#### Material for this task

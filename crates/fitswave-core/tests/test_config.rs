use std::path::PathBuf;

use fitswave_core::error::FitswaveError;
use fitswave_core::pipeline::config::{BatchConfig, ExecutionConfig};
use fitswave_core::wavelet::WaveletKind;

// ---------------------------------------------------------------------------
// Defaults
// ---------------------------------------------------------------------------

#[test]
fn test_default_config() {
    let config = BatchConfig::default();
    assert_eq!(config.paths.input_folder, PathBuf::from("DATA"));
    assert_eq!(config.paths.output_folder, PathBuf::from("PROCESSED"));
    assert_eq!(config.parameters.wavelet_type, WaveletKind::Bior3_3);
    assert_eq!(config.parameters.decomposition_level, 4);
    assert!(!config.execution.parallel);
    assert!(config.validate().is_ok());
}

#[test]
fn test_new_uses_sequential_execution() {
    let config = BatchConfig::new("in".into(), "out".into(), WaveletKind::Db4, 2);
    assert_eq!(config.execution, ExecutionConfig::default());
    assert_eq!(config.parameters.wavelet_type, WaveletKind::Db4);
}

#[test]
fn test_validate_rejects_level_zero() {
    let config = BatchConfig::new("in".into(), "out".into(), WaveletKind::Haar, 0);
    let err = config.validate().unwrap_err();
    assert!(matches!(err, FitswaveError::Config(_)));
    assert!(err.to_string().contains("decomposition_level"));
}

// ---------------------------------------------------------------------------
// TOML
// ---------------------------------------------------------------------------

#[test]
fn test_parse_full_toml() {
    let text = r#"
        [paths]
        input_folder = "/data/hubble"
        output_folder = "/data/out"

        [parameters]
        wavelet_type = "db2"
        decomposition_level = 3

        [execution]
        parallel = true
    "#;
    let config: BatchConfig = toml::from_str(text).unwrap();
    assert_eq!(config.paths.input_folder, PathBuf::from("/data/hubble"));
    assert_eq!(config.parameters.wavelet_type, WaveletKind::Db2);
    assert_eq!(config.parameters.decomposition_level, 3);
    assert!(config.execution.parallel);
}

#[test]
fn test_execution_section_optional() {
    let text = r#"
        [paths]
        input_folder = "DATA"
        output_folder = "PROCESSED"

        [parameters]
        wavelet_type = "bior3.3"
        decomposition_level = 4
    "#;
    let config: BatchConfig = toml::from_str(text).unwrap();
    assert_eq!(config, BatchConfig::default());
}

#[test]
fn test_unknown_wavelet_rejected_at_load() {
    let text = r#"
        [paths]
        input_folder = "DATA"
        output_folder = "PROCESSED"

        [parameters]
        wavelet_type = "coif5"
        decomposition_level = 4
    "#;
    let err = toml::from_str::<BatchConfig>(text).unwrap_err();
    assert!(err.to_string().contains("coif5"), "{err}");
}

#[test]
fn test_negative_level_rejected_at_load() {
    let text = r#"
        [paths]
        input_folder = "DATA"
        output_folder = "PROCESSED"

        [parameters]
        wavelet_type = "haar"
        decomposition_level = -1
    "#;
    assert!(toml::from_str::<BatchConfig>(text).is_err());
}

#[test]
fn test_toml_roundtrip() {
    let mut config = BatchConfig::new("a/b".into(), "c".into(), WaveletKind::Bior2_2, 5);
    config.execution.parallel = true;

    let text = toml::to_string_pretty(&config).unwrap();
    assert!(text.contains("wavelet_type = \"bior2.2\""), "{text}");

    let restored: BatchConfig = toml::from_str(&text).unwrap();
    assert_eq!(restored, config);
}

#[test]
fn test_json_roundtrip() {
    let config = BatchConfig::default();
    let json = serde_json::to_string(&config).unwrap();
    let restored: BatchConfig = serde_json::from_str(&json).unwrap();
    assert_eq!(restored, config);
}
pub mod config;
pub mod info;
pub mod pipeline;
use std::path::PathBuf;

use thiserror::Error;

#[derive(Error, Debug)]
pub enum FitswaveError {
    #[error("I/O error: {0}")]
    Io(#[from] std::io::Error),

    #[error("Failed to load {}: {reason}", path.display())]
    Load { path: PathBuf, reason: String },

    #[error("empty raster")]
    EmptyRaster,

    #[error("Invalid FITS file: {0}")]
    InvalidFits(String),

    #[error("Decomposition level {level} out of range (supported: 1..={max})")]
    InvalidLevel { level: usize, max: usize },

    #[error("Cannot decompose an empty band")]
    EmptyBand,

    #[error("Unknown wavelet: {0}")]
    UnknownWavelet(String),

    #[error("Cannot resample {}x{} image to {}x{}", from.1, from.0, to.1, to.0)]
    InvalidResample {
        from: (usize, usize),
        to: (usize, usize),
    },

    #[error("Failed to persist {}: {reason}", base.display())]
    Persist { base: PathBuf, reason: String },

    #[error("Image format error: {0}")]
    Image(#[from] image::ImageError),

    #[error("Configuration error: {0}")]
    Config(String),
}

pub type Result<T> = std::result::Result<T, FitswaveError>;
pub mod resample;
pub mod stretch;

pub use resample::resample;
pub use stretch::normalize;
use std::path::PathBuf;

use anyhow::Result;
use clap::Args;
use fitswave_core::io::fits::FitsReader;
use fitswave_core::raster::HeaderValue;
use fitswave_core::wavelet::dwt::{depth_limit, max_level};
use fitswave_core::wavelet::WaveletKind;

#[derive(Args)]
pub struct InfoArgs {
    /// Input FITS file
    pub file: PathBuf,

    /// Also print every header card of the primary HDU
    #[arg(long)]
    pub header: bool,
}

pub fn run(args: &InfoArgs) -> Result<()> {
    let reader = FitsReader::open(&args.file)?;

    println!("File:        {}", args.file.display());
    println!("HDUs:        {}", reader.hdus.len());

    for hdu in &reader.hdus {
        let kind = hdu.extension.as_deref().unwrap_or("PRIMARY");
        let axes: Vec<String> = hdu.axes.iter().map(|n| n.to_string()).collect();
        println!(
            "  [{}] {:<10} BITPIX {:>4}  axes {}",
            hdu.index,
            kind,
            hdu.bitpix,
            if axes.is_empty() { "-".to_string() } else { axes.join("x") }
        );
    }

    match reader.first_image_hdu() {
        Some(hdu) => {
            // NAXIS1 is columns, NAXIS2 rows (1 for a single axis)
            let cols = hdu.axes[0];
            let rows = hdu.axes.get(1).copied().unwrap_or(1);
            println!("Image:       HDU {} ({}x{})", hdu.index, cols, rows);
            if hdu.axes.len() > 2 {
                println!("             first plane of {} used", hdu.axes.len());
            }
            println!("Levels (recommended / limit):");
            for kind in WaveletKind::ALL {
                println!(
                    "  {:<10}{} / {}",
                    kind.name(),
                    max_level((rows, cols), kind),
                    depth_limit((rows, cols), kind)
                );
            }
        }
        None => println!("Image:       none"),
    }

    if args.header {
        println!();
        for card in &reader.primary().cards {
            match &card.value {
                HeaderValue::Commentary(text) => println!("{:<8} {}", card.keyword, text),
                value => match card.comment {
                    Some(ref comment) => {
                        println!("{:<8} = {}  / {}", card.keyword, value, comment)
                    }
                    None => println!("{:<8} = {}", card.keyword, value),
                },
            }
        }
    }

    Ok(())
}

########

__What to produce__
Every line must be copied exactly as it stands above.

__Exercise result__
filename crates/fitswave-core/tests/test_config.rs
use std::path::PathBuf;

use fitswave_core::error::FitswaveError;
use fitswave_core::pipeline::config::{BatchConfig, ExecutionConfig};
use fitswave_core::wavelet::WaveletKind;

// ---------------------------------------------------------------------------
// Defaults
// ---------------------------------------------------------------------------

#[test]
fn test_default_config() {
    let config = BatchConfig::default();
    assert_eq!(config.paths.input_folder, PathBuf::from("DATA"));
    assert_eq!(config.paths.output_folder, PathBuf::from("PROCESSED"));
    assert_eq!(config.parameters.wavelet_type, WaveletKind::Bior3_3);
    assert_eq!(config.parameters.decomposition_level, 4);
    assert!(!config.execution.parallel);
    assert!(config.validate().is_ok());
}

#[test]
fn test_new_uses_sequential_execution() {
    let config = BatchConfig::new("in".into(), "out".into(), WaveletKind::Db4, 2);
    assert_eq!(config.execution, ExecutionConfig::default());
    assert_eq!(config.parameters.wavelet_type, WaveletKind::Db4);
}

#[test]
fn test_validate_rejects_level_zero() {
    let config = BatchConfig::new("in".into(), "out".into(), WaveletKind::Haar, 0);
    let err = config.validate().unwrap_err();
    assert!(matches!(err, FitswaveError::Config(_)));
    assert!(err.to_string().contains("decomposition_level"));
}

// ---------------------------------------------------------------------------
// TOML
// ---------------------------------------------------------------------------

#[test]
fn test_parse_full_toml() {
    let text = r#"
        [paths]
        input_folder = "/data/hubble"
        output_folder = "/data/out"

        [parameters]
        wavelet_type = "db2"
        decomposition_level = 3

        [execution]
        parallel = true
    "#;
    let config: BatchConfig = toml::from_str(text).unwrap();
    assert_eq!(config.paths.input_folder, PathBuf::from("/data/hubble"));
    assert_eq!(config.parameters.wavelet_type, WaveletKind::Db2);
    assert_eq!(config.parameters.decomposition_level, 3);
    assert!(config.execution.parallel);
}

#[test]
fn test_execution_section_optional() {
    let text = r#"
        [paths]
        input_folder = "DATA"
        output_folder = "PROCESSED"

        [parameters]
        wavelet_type = "bior3.3"
        decomposition_level = 4
    "#;
    let config: BatchConfig = toml::from_str(text).unwrap();
    assert_eq!(config, BatchConfig::default());
}

#[test]
fn test_unknown_wavelet_rejected_at_load() {
    let text = r#"
        [paths]
        input_folder = "DATA"
        output_folder = "PROCESSED"

        [parameters]
        wavelet_type = "coif5"
        decomposition_level = 4
    "#;
    let err = toml::from_str::<BatchConfig>(text).unwrap_err();
    assert!(err.to_string().contains("coif5"), "{err}");
}

#[test]
fn test_negative_level_rejected_at_load() {
    let text = r#"
        [paths]
        input_folder = "DATA"
        output_folder = "PROCESSED"

        [parameters]
        wavelet_type = "haar"
        decomposition_level = -1
    "#;
    assert!(toml::from_str::<BatchConfig>(text).is_err());
}

#[test]
fn test_toml_roundtrip() {
    let mut config = BatchConfig::new("a/b".into(), "c".into(), WaveletKind::Bior2_2, 5);
    config.execution.parallel = true;

    let text = toml::to_string_pretty(&config).unwrap();
    assert!(text.contains("wavelet_type = \"bior2.2\""), "{text}");

    let restored: BatchConfig = toml::from_str(&text).unwrap();
    assert_eq!(restored, config);
}

#[test]
fn test_json_roundtrip() {
    let config = BatchConfig::default();
    let json = serde_json::to_string(&config).unwrap();
    let restored: BatchConfig = serde_json::from_str(&json).unwrap();
    assert_eq!(restored, config);
}
pub mod config;
pub mod info;
pub mod pipeline;
use std::path::PathBuf;

use thiserror::Error;

#[derive(Error, Debug)]
pub enum FitswaveError {
    #[error("I/O error: {0}")]
    Io(#[from] std::io::Error),

    #[error("Failed to load {}: {reason}", path.display())]
    Load { path: PathBuf, reason: String },

    #[error("empty raster")]
    EmptyRaster,

    #[error("Invalid FITS file: {0}")]
    InvalidFits(String),

    #[error("Decomposition level {level} out of range (supported: 1..={max})")]
    InvalidLevel { level: usize, max: usize },

    #[error("Cannot decompose an empty band")]
    EmptyBand,

    #[error("Unknown wavelet: {0}")]
    UnknownWavelet(String),

    #[error("Cannot resample {}x{} image to {}x{}", from.1, from.0, to.1, to.0)]
    InvalidResample {
        from: (usize, usize),
        to: (usize, usize),
    },

    #[error("Failed to persist {}: {reason}", base.display())]
    Persist { base: PathBuf, reason: String },

    #[error("Image format error: {0}")]
    Image(#[from] image::ImageError),

    #[error("Configuration error: {0}")]
    Config(String),
}

pub type Result<T> = std::result::Result<T, FitswaveError>;
pub mod resample;
pub mod stretch;

pub use resample::resample;
pub use stretch::normalize;
use std::path::PathBuf;

use anyhow::Result;
use clap::Args;
use fitswave_core::io::fits::FitsReader;
use fitswave_core::raster::HeaderValue;
use fitswave_core::wavelet::dwt::{depth_limit, max_level};
use fitswave_core::wavelet::WaveletKind;

#[derive(Args)]
pub struct InfoArgs {
    /// Input FITS file
    pub file: PathBuf,

    /// Also print every header card of the primary HDU
    #[arg(long)]
    pub header: bool,
}

pub fn run(args: &InfoArgs) -> Result<()> {
    let reader = FitsReader::open(&args.file)?;

    println!("File:        {}", args.file.display());
    println!("HDUs:        {}", reader.hdus.len());

    for hdu in &reader.hdus {
        let kind = hdu.extension.as_deref().unwrap_or("PRIMARY");
        let axes: Vec<String> = hdu.axes.iter().map(|n| n.to_string()).collect();
        println!(
            "  [{}] {:<10} BITPIX {:>4}  axes {}",
            hdu.index,
            kind,
            hdu.bitpix,
            if axes.is_empty() { "-".to_string() } else { axes.join("x") }
        );
    }

    match reader.first_image_hdu() {
        Some(hdu) => {
            // NAXIS1 is columns, NAXIS2 rows (1 for a single axis)
            let cols = hdu.axes[0];
            let rows = hdu.axes.get(1).copied().unwrap_or(1);
            println!("Image:       HDU {} ({}x{})", hdu.index, cols, rows);
            if hdu.axes.len() > 2 {
                println!("             first plane of {} used", hdu.axes.len());
            }
            println!("Levels (recommended / limit):");
            for kind in WaveletKind::ALL {
                println!(
                    "  {:<10}{} / {}",
                    kind.name(),
                    max_level((rows, cols), kind),
                    depth_limit((rows, cols), kind)
                );
            }
        }
        None => println!("Image:       none"),
    }

    if args.header {
        println!();
        for card in &reader.primary().cards {
            match &card.value {
                HeaderValue::Commentary(text) => println!("{:<8} {}", card.keyword, text),
                value => match card.comment {
                    Some(ref comment) => {
                        println!("{:<8} = {}  / {}", card.keyword, value, comment)
                    }
                    None => println!("{:<8} = {}", card.keyword, value),
                },
            }
        }
    }

    Ok(())
}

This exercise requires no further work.